▶ _Assignment_: Copy out the lines of the records below, and only those lines, from the one with "pub fn new(name: impl" through the one with "pub fn idempotent(mut", exactly as they appear.

Collected data:

++++++++

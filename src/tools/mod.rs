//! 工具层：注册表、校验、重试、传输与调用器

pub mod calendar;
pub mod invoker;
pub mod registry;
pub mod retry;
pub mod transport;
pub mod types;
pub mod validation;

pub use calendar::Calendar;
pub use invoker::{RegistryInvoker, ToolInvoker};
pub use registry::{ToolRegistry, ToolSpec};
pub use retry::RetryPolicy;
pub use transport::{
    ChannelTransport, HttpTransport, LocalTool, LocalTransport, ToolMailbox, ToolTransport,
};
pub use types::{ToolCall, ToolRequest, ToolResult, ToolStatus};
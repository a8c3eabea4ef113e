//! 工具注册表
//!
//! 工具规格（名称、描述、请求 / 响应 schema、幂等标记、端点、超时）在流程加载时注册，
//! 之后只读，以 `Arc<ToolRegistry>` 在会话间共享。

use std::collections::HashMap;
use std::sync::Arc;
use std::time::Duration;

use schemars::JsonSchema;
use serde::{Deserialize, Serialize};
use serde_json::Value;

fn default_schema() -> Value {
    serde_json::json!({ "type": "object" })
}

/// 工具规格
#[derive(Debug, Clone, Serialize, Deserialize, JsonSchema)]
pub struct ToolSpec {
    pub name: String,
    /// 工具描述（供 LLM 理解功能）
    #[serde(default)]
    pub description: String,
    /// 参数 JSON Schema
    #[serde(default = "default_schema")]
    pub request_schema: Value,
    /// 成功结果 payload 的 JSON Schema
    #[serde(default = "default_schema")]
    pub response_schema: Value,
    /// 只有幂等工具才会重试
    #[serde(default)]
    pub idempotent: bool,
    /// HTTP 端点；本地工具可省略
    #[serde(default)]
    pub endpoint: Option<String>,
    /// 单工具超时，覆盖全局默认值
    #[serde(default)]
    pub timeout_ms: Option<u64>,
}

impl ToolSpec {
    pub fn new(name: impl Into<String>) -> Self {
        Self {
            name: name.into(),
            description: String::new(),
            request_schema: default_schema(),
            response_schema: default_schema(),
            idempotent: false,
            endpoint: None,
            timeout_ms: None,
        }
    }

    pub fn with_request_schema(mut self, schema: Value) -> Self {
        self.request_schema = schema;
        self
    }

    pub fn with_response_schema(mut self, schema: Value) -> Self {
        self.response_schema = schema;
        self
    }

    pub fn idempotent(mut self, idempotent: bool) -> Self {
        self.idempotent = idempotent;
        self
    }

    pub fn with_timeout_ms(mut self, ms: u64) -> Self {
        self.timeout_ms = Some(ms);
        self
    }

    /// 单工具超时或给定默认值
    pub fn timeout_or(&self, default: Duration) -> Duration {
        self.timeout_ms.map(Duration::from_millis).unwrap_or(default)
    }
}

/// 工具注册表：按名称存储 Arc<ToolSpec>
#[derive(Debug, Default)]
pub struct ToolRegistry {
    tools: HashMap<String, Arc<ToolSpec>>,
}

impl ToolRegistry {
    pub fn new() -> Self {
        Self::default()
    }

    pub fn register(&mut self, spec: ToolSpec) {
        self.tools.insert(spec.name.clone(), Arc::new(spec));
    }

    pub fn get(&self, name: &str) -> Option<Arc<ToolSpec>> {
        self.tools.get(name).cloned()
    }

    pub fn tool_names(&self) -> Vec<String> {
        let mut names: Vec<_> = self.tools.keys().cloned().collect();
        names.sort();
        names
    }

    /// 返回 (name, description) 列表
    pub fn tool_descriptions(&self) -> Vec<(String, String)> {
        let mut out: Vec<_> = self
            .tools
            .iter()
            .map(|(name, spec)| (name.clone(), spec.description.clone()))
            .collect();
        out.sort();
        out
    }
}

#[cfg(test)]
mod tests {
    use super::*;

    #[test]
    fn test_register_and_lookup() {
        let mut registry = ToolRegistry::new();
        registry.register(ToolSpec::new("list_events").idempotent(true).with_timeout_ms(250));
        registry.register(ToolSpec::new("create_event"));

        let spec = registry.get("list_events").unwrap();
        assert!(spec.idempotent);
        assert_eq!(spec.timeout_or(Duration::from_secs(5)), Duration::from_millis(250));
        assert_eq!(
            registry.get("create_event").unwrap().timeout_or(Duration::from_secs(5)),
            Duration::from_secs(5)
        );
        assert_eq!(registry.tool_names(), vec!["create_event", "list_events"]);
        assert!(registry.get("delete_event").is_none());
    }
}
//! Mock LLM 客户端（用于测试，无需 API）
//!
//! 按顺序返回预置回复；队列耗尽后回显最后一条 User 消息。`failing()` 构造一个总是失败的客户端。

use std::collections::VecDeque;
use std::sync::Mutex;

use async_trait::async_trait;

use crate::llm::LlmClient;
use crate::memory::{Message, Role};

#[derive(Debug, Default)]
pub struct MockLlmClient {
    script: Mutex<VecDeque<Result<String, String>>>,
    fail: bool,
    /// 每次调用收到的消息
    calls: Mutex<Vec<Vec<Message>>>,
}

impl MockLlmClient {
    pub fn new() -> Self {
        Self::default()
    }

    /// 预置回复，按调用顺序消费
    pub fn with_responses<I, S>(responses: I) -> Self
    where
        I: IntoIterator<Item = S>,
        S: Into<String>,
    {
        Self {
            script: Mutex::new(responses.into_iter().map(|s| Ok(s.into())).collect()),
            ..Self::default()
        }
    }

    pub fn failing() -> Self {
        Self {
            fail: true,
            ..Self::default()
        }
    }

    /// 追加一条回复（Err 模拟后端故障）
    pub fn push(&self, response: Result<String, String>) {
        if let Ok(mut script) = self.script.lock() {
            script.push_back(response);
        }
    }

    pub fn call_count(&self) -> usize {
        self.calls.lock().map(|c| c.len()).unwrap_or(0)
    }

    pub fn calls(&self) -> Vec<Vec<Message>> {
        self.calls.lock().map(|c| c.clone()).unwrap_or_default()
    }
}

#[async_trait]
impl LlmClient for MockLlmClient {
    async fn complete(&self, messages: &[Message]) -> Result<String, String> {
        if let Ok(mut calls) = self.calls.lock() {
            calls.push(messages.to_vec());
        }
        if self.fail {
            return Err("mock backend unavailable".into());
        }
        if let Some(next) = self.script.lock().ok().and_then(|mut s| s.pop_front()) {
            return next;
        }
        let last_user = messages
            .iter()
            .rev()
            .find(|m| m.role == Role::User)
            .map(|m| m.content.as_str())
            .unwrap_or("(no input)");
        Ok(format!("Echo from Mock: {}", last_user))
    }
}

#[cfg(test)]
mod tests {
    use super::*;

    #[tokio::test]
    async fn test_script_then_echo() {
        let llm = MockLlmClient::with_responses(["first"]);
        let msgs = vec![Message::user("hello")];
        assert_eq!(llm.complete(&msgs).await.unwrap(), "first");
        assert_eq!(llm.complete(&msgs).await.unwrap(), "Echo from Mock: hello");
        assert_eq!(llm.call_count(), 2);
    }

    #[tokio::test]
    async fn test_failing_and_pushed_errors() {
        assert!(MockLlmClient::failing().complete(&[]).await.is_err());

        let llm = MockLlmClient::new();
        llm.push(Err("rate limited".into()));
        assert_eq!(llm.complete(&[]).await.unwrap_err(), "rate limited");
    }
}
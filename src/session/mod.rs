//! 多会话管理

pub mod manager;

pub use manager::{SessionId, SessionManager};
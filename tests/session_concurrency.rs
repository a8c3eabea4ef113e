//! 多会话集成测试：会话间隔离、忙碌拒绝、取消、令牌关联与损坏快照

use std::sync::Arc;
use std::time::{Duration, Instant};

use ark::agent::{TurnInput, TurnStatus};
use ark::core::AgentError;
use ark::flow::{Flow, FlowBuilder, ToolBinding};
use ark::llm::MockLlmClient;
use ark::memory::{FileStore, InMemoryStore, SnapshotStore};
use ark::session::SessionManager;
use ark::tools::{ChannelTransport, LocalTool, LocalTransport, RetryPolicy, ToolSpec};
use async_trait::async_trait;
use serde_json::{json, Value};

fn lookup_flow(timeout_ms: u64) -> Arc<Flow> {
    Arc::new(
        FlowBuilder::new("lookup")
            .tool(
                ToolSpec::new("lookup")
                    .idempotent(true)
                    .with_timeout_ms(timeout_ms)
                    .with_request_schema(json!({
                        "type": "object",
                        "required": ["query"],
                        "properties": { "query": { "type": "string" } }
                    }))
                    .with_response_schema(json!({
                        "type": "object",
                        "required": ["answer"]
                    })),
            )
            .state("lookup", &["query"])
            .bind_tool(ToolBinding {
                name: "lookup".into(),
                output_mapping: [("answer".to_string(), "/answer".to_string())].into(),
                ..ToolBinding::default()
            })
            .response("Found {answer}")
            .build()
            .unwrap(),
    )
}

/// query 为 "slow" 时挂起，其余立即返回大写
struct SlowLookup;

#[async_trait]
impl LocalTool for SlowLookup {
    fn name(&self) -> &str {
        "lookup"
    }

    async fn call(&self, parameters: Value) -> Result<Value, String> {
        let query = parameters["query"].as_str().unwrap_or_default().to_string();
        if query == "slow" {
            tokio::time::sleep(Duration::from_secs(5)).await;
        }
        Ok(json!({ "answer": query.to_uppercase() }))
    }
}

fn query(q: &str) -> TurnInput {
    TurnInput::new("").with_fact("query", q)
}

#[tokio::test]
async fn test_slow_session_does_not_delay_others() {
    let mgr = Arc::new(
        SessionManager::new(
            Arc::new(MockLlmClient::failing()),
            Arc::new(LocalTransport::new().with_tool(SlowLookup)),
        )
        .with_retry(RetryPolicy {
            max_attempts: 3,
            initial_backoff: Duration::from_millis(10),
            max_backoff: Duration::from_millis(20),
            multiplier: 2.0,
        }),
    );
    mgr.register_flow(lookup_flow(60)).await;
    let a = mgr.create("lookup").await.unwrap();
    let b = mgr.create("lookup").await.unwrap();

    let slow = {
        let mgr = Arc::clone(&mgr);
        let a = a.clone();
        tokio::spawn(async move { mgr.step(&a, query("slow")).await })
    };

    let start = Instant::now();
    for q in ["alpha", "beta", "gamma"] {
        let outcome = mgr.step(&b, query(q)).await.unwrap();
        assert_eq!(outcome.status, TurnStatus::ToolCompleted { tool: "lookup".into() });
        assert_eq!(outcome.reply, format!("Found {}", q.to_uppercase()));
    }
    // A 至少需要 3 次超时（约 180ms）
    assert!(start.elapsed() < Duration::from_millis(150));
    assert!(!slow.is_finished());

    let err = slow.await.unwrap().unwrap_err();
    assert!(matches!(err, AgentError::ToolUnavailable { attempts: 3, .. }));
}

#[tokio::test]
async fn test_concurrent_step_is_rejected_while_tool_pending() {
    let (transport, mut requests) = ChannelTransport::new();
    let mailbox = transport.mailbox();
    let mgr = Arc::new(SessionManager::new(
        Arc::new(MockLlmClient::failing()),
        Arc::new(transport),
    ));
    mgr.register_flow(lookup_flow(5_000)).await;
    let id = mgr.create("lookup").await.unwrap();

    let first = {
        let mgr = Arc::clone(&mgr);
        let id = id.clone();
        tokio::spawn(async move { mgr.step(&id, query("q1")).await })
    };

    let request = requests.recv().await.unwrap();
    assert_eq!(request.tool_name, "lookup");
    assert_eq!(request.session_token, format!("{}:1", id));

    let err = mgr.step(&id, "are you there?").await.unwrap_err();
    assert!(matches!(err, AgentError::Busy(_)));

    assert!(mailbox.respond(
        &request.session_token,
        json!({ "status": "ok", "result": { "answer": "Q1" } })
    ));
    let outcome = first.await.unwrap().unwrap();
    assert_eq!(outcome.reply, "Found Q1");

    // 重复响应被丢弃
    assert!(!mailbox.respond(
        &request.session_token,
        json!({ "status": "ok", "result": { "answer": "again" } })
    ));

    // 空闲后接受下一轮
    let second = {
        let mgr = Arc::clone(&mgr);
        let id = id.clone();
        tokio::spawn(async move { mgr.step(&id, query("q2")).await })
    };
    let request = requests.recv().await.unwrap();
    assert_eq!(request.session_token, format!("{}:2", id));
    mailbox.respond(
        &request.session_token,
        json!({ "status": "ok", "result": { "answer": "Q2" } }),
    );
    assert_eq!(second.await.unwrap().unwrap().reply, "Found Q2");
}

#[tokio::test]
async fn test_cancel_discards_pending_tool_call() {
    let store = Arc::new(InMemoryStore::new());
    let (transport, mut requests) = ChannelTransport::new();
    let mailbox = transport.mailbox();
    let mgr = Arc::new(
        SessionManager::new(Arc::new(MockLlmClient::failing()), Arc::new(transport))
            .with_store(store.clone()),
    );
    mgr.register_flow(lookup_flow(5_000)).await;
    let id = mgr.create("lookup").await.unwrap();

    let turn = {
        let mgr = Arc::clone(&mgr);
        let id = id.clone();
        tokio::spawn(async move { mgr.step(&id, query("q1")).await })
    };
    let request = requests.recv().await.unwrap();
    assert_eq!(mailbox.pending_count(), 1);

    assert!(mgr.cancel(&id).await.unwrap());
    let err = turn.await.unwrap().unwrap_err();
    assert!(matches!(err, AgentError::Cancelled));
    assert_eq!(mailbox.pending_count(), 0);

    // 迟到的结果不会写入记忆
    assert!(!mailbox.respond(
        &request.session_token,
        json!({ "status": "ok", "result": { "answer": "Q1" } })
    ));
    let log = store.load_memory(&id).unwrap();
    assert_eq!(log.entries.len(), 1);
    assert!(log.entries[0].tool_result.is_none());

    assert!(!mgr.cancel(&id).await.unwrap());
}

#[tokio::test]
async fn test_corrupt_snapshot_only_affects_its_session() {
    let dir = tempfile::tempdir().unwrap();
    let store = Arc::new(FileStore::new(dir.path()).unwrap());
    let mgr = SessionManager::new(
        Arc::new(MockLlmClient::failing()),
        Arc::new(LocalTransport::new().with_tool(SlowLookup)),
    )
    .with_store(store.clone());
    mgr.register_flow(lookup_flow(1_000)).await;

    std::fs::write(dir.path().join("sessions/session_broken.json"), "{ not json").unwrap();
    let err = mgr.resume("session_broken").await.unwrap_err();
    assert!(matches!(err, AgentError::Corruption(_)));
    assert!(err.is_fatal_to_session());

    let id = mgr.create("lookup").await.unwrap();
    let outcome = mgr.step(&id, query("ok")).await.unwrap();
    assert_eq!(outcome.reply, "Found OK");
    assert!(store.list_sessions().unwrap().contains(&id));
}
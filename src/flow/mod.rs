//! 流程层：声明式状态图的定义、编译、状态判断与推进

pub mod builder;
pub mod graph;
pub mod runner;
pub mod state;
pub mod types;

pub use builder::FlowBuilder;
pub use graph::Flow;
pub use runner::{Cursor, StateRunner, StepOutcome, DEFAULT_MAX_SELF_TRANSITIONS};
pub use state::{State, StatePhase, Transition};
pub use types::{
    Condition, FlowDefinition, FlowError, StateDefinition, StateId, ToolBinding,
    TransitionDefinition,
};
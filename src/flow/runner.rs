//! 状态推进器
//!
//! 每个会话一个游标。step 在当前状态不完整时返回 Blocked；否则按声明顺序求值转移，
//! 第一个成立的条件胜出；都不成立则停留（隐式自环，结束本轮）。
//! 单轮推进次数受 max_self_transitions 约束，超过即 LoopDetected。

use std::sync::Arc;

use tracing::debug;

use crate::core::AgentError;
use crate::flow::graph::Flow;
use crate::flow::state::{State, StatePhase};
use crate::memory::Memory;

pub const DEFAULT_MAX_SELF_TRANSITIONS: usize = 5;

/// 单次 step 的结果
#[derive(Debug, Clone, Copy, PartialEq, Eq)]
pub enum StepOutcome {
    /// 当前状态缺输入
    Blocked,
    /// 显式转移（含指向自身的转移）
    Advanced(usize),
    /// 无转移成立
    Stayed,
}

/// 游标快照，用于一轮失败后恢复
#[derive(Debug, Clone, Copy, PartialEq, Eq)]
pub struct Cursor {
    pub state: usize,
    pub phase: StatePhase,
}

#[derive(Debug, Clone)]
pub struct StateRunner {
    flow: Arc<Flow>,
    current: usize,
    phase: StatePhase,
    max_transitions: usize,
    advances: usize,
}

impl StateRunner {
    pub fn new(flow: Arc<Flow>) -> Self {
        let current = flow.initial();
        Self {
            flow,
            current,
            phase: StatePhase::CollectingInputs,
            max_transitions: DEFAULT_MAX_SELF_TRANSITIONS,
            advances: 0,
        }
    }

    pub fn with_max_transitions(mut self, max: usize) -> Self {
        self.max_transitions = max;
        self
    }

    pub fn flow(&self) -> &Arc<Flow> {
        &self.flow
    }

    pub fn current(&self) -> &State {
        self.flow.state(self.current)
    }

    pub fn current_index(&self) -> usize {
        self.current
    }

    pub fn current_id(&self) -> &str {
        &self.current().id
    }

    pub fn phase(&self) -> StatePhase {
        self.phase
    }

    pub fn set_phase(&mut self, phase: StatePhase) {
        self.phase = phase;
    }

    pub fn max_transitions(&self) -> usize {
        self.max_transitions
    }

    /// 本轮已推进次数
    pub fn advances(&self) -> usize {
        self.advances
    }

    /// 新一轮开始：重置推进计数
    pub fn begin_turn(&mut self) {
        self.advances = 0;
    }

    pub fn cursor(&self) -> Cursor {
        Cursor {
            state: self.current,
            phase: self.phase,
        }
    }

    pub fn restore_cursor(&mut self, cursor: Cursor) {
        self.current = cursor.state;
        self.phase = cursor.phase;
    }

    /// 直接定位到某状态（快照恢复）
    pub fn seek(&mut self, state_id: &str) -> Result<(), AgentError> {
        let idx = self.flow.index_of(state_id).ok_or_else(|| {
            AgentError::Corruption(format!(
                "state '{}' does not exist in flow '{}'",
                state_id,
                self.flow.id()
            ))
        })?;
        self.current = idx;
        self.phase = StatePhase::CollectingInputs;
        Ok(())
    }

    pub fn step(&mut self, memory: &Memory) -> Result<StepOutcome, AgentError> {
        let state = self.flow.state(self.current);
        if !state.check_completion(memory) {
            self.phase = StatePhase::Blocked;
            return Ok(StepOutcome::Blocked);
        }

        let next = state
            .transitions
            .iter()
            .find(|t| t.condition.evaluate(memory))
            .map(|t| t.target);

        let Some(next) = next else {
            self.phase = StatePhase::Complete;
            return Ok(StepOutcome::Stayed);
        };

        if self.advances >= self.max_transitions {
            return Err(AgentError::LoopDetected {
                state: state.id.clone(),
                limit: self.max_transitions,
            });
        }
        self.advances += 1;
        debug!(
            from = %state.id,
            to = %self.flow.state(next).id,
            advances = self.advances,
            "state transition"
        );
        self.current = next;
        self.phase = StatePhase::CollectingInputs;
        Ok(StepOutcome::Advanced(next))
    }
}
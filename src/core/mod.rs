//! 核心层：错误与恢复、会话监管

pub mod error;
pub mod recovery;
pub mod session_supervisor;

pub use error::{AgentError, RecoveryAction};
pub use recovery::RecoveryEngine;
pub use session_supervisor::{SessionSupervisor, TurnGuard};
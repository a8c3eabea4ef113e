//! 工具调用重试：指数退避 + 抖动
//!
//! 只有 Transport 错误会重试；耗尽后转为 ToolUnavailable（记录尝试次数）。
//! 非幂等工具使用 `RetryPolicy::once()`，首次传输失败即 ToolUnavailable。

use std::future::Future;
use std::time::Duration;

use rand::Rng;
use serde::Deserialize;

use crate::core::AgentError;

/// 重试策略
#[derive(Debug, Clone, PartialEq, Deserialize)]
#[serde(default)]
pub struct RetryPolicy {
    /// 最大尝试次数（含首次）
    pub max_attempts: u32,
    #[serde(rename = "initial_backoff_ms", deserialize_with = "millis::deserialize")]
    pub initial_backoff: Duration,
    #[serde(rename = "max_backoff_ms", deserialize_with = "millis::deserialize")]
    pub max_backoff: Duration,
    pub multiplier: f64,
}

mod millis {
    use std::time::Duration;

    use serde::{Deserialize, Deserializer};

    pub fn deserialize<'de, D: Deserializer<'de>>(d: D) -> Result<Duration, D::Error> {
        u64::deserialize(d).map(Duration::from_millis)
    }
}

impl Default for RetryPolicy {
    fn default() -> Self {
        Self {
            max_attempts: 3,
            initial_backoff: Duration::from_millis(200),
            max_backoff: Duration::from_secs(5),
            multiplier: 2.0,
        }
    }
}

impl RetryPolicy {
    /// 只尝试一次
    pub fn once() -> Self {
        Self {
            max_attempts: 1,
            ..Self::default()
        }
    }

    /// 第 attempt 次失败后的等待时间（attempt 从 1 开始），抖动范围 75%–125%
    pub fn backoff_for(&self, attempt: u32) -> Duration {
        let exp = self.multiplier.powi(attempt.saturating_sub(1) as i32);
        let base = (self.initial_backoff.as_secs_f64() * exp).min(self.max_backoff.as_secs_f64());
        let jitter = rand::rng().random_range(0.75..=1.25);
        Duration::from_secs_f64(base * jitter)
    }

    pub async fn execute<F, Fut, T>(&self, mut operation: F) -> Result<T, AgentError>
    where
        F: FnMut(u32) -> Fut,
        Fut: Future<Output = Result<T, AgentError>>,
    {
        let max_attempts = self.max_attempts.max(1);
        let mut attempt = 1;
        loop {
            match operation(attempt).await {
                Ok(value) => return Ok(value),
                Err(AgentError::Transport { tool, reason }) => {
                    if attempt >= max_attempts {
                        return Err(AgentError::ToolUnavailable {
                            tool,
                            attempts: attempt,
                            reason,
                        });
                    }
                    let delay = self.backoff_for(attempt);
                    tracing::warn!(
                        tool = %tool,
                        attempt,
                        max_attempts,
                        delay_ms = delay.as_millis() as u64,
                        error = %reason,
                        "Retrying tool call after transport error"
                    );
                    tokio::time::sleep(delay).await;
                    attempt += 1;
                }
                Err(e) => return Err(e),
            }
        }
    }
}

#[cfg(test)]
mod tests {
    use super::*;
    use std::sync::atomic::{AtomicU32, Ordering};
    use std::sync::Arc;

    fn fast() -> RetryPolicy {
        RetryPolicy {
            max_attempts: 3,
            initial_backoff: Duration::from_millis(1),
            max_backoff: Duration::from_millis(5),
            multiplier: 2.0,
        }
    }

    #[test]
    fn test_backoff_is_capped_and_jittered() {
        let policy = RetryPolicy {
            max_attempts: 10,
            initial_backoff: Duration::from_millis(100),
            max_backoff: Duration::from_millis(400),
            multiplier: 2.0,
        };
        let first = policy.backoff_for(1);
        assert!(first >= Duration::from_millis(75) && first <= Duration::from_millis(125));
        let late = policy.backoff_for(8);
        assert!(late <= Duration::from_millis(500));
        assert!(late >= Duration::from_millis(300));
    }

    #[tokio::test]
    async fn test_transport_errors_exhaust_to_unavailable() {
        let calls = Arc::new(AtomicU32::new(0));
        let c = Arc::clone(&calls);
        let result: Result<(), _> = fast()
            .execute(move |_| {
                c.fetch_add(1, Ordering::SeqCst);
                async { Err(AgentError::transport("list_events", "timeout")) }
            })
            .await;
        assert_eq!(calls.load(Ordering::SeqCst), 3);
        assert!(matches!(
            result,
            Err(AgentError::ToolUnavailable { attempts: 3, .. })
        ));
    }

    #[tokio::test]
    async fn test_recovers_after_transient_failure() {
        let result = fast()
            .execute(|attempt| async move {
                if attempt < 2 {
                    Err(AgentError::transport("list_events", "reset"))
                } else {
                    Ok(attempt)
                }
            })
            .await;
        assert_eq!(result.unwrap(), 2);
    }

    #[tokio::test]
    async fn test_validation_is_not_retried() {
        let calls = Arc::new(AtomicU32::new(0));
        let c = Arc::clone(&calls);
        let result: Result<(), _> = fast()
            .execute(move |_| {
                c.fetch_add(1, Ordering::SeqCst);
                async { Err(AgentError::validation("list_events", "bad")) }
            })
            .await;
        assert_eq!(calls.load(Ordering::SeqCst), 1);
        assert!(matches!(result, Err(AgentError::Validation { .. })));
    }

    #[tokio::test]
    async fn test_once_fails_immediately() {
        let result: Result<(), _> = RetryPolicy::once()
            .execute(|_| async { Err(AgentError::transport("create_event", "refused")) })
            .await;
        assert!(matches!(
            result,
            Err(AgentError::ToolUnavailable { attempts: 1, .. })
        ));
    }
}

++++++++

▶ _Your solution_:
    pub fn new(name: impl Into<String>) -> Self {
        Self {
            name: name.into(),
            description: String::new(),
            request_schema: default_schema(),
            response_schema: default_schema(),
            idempotent: false,
            endpoint: None,
            timeout_ms: None,
        }
    }

    pub fn with_request_schema(mut self, schema: Value) -> Self {
        self.request_schema = schema;
        self
    }

    pub fn with_response_schema(mut self, schema: Value) -> Self {
        self.response_schema = schema;
        self
    }

    pub fn idempotent(mut self, idempotent: bool) -> Self {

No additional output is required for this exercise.